BUILDING THE BLESSED COMMUNITY

Along with other faiths, we are interested in building toward an ever deeper sense of community among those who are part of the Ann Arbor Friends Meeting. What we aim for is often called “the blessed community.” Here is what I think we mean by that term:

· A community in which we seek the Divine separately but in harmony with one
  another
· A community which enriches and supports our individual spiritual lives
· A community to which we can turn for spiritual, emotional, and physical
  assistance

Any group has challenges in reaching what it aspires to be. In the Ann Arbor Meeting our challenges in reaching “blessed community” might be named differently by others, but I see them as 1) a large and ever-changing group of people attending Meeting for Worship, 2) people whose lives are so busy that they often intersect only on Sunday mornings, and 3) a wide range of approaches to God and the Divine, both in language and in practice. And the odd thing is that these very same items might also be listed among the strengths of our community.

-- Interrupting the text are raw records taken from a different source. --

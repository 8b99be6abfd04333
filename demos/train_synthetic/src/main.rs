//! End-to-end run on synthetic data: a few joint training steps over two
//! identities, a validation epoch, a preview render, a new-identity fit
//! against the frozen renderer and a checkpoint save. Everything runs on the
//! CPU ndarray backend so the demo needs no data or hardware.

use burn::backend::{Autodiff, NdArray};
use burn::tensor::backend::Backend;
use burn::tensor::{Distribution, Tensor};
use facedub::facedub_core::config::{ModelConfig, TrainConfig};
use facedub::facedub_core::data::{
    CropTransform, FrameBatch, PreviewSource, ReconParams, SurfaceDecoder, SurfaceMaps,
};
use facedub::facedub_core::metrics::{write_preview_frames, LogSink, MetricSink};
use facedub::facedub_core::training::checkpoint;
use facedub::facedub_core::training::eval::{render_preview, EvalReporter};
use facedub::facedub_core::training::DubbingTrainer;
use log::info;
use std::collections::HashMap;
use std::fs;
use std::path::Path;

type Inner = NdArray<f32>;
type B = Autodiff<Inner>;

/// Stand-in for the 3D reconstruction module: an identity UV grid plus fixed
/// soft radial masks, one per flattened frame.
struct SyntheticDecoder {
    size: usize,
    device: <Inner as Backend>::Device,
}

impl SyntheticDecoder {
    fn radial_mask(&self, radius: f32, soft: f32) -> Vec<f32> {
        let s = self.size;
        let mut mask = Vec::with_capacity(s * s);
        for y in 0..s {
            for x in 0..s {
                let dx = (x as f32 + 0.5) / s as f32 - 0.5;
                let dy = (y as f32 + 0.5) / s as f32 - 0.5;
                let d = (dx * dx + dy * dy).sqrt();
                mask.push(((radius - d) / soft).clamp(0.0, 1.0));
            }
        }
        mask
    }
}

impl SurfaceDecoder<Inner> for SyntheticDecoder {
    fn decode(&self, params: &HashMap<String, Tensor<Inner, 2>>) -> SurfaceMaps<Inner> {
        let n = params.values().next().expect("At least one code").dims()[0];
        let s = self.size;

        let uv = facedub::facedub_core::compositor::identity_uv_grid::<Inner>(n, s, &self.device)
            .permute([0, 3, 1, 2]);
        let inner = Tensor::<Inner, 1>::from_floats(self.radial_mask(0.30, 0.08).as_slice(), &self.device)
            .reshape([1, 1, s, s])
            .repeat_dim(0, n);
        let outer = Tensor::<Inner, 1>::from_floats(self.radial_mask(0.42, 0.08).as_slice(), &self.device)
            .reshape([1, 1, s, s])
            .repeat_dim(0, n);

        SurfaceMaps {
            uv,
            inner_mask: inner,
            outer_mask: outer,
            tforms: vec![CropTransform::identity(); n],
        }
    }
}

fn synthetic_batch<Bx: Backend>(model: &ModelConfig, ids: &[&str], device: &Bx::Device) -> FrameBatch<Bx> {
    let b = ids.len();
    let t = model.temporal_window;
    let s = model.image_size;
    let frames = Tensor::random([b, t, 3, s, s], Distribution::Uniform(0.0, 1.0), device);
    let mut codes = HashMap::new();
    codes.insert(
        "expcode".to_string(),
        Tensor::random([b, t, 16], Distribution::Normal(0.0, 1.0), device),
    );
    FrameBatch::new(frames, ReconParams::new(codes), ids.iter().map(|s| (*s).to_string()).collect())
}

struct SyntheticClip {
    batches: Vec<FrameBatch<Inner>>,
}

impl PreviewSource<Inner> for SyntheticClip {
    fn num_frames(&self) -> usize {
        self.batches.len()
    }

    fn frame_at(&self, index: usize) -> FrameBatch<Inner> {
        self.batches[index].clone()
    }
}

fn main() {
    env_logger::init();
    let device = Default::default();

    let model = ModelConfig::new()
        .with_image_size(64)
        .with_texture_size(64)
        .with_texture_channels(4)
        .with_temporal_window(3)
        .with_cond_dim(16)
        .with_renderer_features(8)
        .with_disc_features(8);
    let train = TrainConfig::new().with_finetune_epochs(2);

    let ids = vec!["anna".to_string(), "ben".to_string()];
    let decoder = SyntheticDecoder {
        size: model.image_size,
        device,
    };
    let mut trainer = DubbingTrainer::<B>::new(model.clone(), train, &ids, Box::new(decoder), device);
    let mut sink = LogSink;

    info!("Joint training");
    for _ in 0..4 {
        let batch = synthetic_batch::<B>(&model, &["anna", "ben"], &device);
        let scalars = trainer.train_step(&batch, &mut sink);
        info!(
            "step {}: loss {:.4}, D {:.4} (texture {} / renderer {} / discriminator {} steps)",
            trainer.global_step(),
            scalars.loss,
            scalars.d_loss,
            trainer.steps.texture,
            trainer.steps.renderer,
            trainer.steps.discriminator
        );
    }

    info!("Validation");
    let mut reporter = EvalReporter::new();
    for _ in 0..2 {
        let batch = synthetic_batch::<Inner>(&model, &["anna"], &device);
        reporter.observe(trainer.validation_step(&batch));
    }
    reporter.finish(&mut sink, trainer.global_step());

    info!("Preview");
    let clip = SyntheticClip {
        batches: (0..trainer.train.preview_clips)
            .map(|_| synthetic_batch::<Inner>(&model, &["anna"], &device))
            .collect(),
    };
    let video = render_preview(&trainer, &clip);
    sink.video("preview_0", &video, trainer.global_step());
    let out_dir = Path::new("out/previews");
    fs::create_dir_all(out_dir).expect("Preview directory is writable");
    write_preview_frames(&video, out_dir, "epoch0").expect("Preview frames are writable");

    info!("New-identity fit");
    let finetune_batches = vec![synthetic_batch::<B>(&model, &["carl"], &device)];
    trainer.fit_new_identity("carl", &finetune_batches, &mut sink);
    info!("Store now holds {} identities", trainer.textures.len());

    info!("Checkpoints");
    let ckpt_dir = Path::new("out/checkpoints");
    fs::create_dir_all(ckpt_dir).expect("Checkpoint directory is writable");
    checkpoint::save_renderer(&trainer.renderer, &ckpt_dir.join("renderer")).expect("Renderer saves");
    checkpoint::save_discriminator(&trainer.discriminator, &ckpt_dir.join("discriminator"))
        .expect("Discriminator saves");
    checkpoint::save_textures(&trainer.textures, &ckpt_dir.join("textures")).expect("Texture store saves");
    info!("Done");
}
// #![warn(
//     clippy::all,
//     clippy::pedantic,
// )]
// //some lints are really just too pedantic
// #![allow(clippy::must_use_candidate)]

pub mod bshare;
pub mod warp;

A few thoughts on what we might do to achieve the community we aspire to:

· Spend some time in Meeting for Worship considering how you can best support
  the spiritual journeys of those around you.
· Experiment with listening to the unspoken message (“the words behind the
  words”) during oral ministry; hold those giving oral ministry in the Light as they
  speak.
· Try to meet one or two new people at Meeting every week; this works well if you
  are able to stay for the social hour or attend work parties, committee meetings,
  or programs.
· Wear a nametag! It saves everyone the embarrassment of not coming up with
  the right name, and provides visual reinforcement between name and face.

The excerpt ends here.